We see the flow becomes rotation and does not converge to the zero of \(\mathbb{A} = \begin{pmatrix} 0 & 1 \\ -1 & 0 \end{pmatrix}\), the origin. GDA shares the similar behavior of the rotation and does not converge. (To add some detail, GDA’s rotation radius gradually increases.)
However, if we put an anchor, it converges. Consider an ODE with anchor
\[\begin{pmatrix} \dot{X} \\ \dot{Y} \end{pmatrix} = - \mathbb{A} \begin{pmatrix} X \\ Y \end{pmatrix} - \frac{1}{t} \left( \begin{pmatrix} X \\ Y \end{pmatrix} - \begin{pmatrix} X_0 \\ Y_0 \end{pmatrix} \right) .\]In the above equation, we call \(\begin{pmatrix} X_0 \\ Y_0 \end{pmatrix}\) as an anchor. The role of the anchor is captured in the below simulation.
Here we set the anchor as \(\begin{pmatrix} X_0 \\ Y_0 \end{pmatrix} = \begin{pmatrix} 1 \\ 0 \end{pmatrix}\). The term \(\begin{pmatrix} X \\ Y \end{pmatrix} - \begin{pmatrix} X_0 \\ Y_0 \end{pmatrix}\) corresponds to the red line segment in the animation, and the line segment pulls the flow like a rope is typed. As we can see in the simulation, such dragging makes contraction to the dynamics and gives convergence.

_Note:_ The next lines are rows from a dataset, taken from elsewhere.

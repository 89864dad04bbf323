//! Admin console chrome: sidebar navigation around the admin pages.

use dioxus::prelude::*;

use crate::auth_session::AuthContext;
use crate::routes::Route;

const SECTIONS: [(&str, Route); 5] = [
    ("Dashboard", Route::AdminDashboard {}),
    ("Posts", Route::AdminPosts {}),
    ("Comments", Route::AdminComments {}),
    ("Tags", Route::AdminTags {}),
    ("Settings", Route::AdminSettings {}),
];

fn section_class(active: bool) -> &'static str {
    if active {
        "rounded-md bg-stone-700 px-3 py-2 text-sm text-white"
    } else {
        "rounded-md px-3 py-2 text-sm hover:bg-stone-800"
    }
}

#[component]
pub fn AdminLayout() -> Element {
    let auth = use_context::<AuthContext>();
    let route = use_route::<Route>();
    let name = auth.snapshot.read().display_name().to_string();
    let site_name = auth.config.site_name.clone();

    rsx! {
        div { class: "flex min-h-screen bg-stone-100 text-stone-900",
            aside { class: "flex w-56 flex-col bg-stone-900 text-stone-200",
                div { class: "px-4 py-5 text-lg font-semibold", "{site_name}" }
                nav { class: "flex flex-1 flex-col gap-1 px-2",
                    for (label, target) in SECTIONS {
                        Link {
                            key: "{label}",
                            to: target.clone(),
                            class: section_class(route == target),
                            "{label}"
                        }
                    }
                }
                div { class: "border-t border-stone-700 px-4 py-3 text-xs",
                    p { class: "mb-2 text-stone-400", "Signed in as {name}" }
                    Link { to: Route::Home {}, class: "hover:underline", "Back to site" }
                }
            }
            main { class: "flex-1 p-8",
                Outlet::<Route> {}
            }
        }
    }
}
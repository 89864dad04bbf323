//! Durable persistence of the access and refresh tokens.

use std::sync::Arc;

use crate::storage::{PlatformStorage, StorageBackend};

pub const ACCESS_TOKEN_KEY: &str = "blog_access_token";
pub const REFRESH_TOKEN_KEY: &str = "blog_refresh_token";

/// Get/set/clear over the two token keys. Cheap to clone.
#[derive(Clone)]
pub struct TokenStore {
    backend: Arc<dyn StorageBackend>,
}

impl TokenStore {
    pub fn new(backend: impl StorageBackend + 'static) -> Self {
        Self {
            backend: Arc::new(backend),
        }
    }

    /// Store backed by `localStorage` / the config directory.
    pub fn platform() -> Self {
        Self::new(PlatformStorage)
    }

    pub fn access_token(&self) -> Option<String> {
        self.backend.get(ACCESS_TOKEN_KEY).filter(|t| !t.is_empty())
    }

    pub fn refresh_token(&self) -> Option<String> {
        self.backend.get(REFRESH_TOKEN_KEY).filter(|t| !t.is_empty())
    }

    /// Persist a token pair. A missing refresh token leaves the stored one alone.
    pub fn set_tokens(&self, access_token: &str, refresh_token: Option<&str>) {
        self.set_access_token(access_token);
        if let Some(refresh) = refresh_token {
            if !self.backend.set(REFRESH_TOKEN_KEY, refresh) {
                crate::log_warn!("failed to persist refresh token");
            }
        }
    }

    pub fn set_access_token(&self, token: &str) {
        if !self.backend.set(ACCESS_TOKEN_KEY, token) {
            crate::log_warn!("failed to persist access token");
        }
    }

    pub fn clear(&self) {
        self.backend.remove(ACCESS_TOKEN_KEY);
        self.backend.remove(REFRESH_TOKEN_KEY);
    }
}

impl std::fmt::Debug for TokenStore {
    fn fmt(&self, f: &mut std::fmt::Formatter<'_>) -> std::fmt::Result {
        f.debug_struct("TokenStore")
            .field("has_access_token", &self.access_token().is_some())
            .finish()
    }
}

#[cfg(test)]
mod tests {
    use super::*;
    use crate::storage::MemoryStorage;

    #[test]
    fn refresh_token_survives_access_only_update() {
        let store = TokenStore::new(MemoryStorage::new());
        store.set_tokens("a1", Some("r1"));
        store.set_tokens("a2", None);
        assert_eq!(store.access_token().as_deref(), Some("a2"));
        assert_eq!(store.refresh_token().as_deref(), Some("r1"));
    }

    #[test]
    fn clear_removes_both_keys() {
        let storage = MemoryStorage::new();
        let store = TokenStore::new(storage.clone());
        store.set_tokens("a", Some("r"));
        store.clear();
        assert_eq!(storage.get(ACCESS_TOKEN_KEY), None);
        assert_eq!(storage.get(REFRESH_TOKEN_KEY), None);
    }

    #[test]
    fn empty_values_read_as_absent() {
        let store = TokenStore::new(MemoryStorage::new().with_entry(ACCESS_TOKEN_KEY, ""));
        assert_eq!(store.access_token(), None);
    }
}
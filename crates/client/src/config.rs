//! Client configuration.

use std::time::Duration;

pub const DEFAULT_BASE_URL: &str = "/api";
pub const DEFAULT_TIMEOUT_MS: u64 = 15_000;
pub const DEFAULT_SITE_NAME: &str = "My Blog";

#[derive(Debug, Clone, PartialEq, Eq)]
pub struct ClientConfig {
    /// Prefix every API path is resolved against.
    pub base_url: String,
    /// Applied to every request; no retries follow a timeout.
    pub timeout: Duration,
    /// Suffix of the document title, `"{route title} | {site_name}"`.
    pub site_name: String,
}

impl Default for ClientConfig {
    fn default() -> Self {
        Self {
            base_url: DEFAULT_BASE_URL.to_string(),
            timeout: Duration::from_millis(DEFAULT_TIMEOUT_MS),
            site_name: DEFAULT_SITE_NAME.to_string(),
        }
    }
}

impl ClientConfig {
    /// Read configuration from the environment.
    ///
    /// Environment variables:
    /// - `BLOGFRONT_API_BASE_URL`: API prefix (default: "/api")
    /// - `BLOGFRONT_TIMEOUT_MS`: request timeout in milliseconds (default: 15000)
    /// - `BLOGFRONT_SITE_NAME`: title suffix (default: "My Blog")
    ///
    /// Browser builds have no process environment, so there the values are
    /// taken from the build environment instead.
    pub fn from_env() -> Self {
        Self::from_lookup(lookup)
    }

    fn from_lookup(get: impl Fn(&str) -> Option<String>) -> Self {
        let defaults = Self::default();
        let non_empty = |key: &str| get(key).filter(|v| !v.trim().is_empty());

        Self {
            base_url: non_empty("BLOGFRONT_API_BASE_URL").unwrap_or(defaults.base_url),
            timeout: non_empty("BLOGFRONT_TIMEOUT_MS")
                .and_then(|v| v.trim().parse::<u64>().ok())
                .map(Duration::from_millis)
                .unwrap_or(defaults.timeout),
            site_name: non_empty("BLOGFRONT_SITE_NAME").unwrap_or(defaults.site_name),
        }
    }

    pub fn with_base_url(mut self, base_url: impl Into<String>) -> Self {
        self.base_url = base_url.into();
        self
    }

    pub fn with_timeout(mut self, timeout: Duration) -> Self {
        self.timeout = timeout;
        self
    }
}

#[cfg(not(target_arch = "wasm32"))]
fn lookup(key: &str) -> Option<String> {
    std::env::var(key).ok()
}

#[cfg(target_arch = "wasm32")]
fn lookup(key: &str) -> Option<String> {
    let value = match key {
        "BLOGFRONT_API_BASE_URL" => option_env!("BLOGFRONT_API_BASE_URL"),
        "BLOGFRONT_TIMEOUT_MS" => option_env!("BLOGFRONT_TIMEOUT_MS"),
        "BLOGFRONT_SITE_NAME" => option_env!("BLOGFRONT_SITE_NAME"),
        _ => None,
    };
    value.map(str::to_string)
}
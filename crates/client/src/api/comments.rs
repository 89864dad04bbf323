//! `/posts/{postId}/comments` endpoints.

use blogfront_shared::{ApiError, CommentItem, CommentPayload};

use crate::api_client::{ApiClient, Query};

#[derive(Debug, Clone)]
pub struct CommentApi {
    client: ApiClient,
}

impl CommentApi {
    pub fn new(client: ApiClient) -> Self {
        Self { client }
    }

    /// Approved comments of a post, replies nested under `children`.
    pub async fn fetch_comments(&self, post_id: i64) -> Result<Vec<CommentItem>, ApiError> {
        self.client
            .get(&format!("/posts/{post_id}/comments"), Query::new())
            .await
    }

    pub async fn create_comment(
        &self,
        post_id: i64,
        payload: &CommentPayload,
    ) -> Result<CommentItem, ApiError> {
        self.client
            .post(&format!("/posts/{post_id}/comments"), payload)
            .await
    }
}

However, note \(\frac{1}{t}\) is multiplied to the “rope” term, \(\begin{pmatrix} X \\ Y \end{pmatrix} - \begin{pmatrix} X_0 \\ Y_0 \end{pmatrix}\). We call such coefficient and the anchor coefficient. As \(\lim_{t\to\infty}\frac{1}{t}=0\), we see the anchor coefficient eventually vanishes. This makes sense, because our goal is the optimal point (zero of \(\mathbb{A}\)) not the anchor, but if the dragging to the anchor remains to the end, it will bother the convergence to the optimal. Thus the anchor coefficient should vanish, but if it vanishes too fast, the dynamics will behave similar with the one without anchor, which does not converge. Then a natural question arises,
"how fast should the anchor coefficient vanish to give the best convergence?"
This was the one of the motivation behind our work Continuous-time Analysis of Anchor Acceleration. We put an answer to this question in Section 3.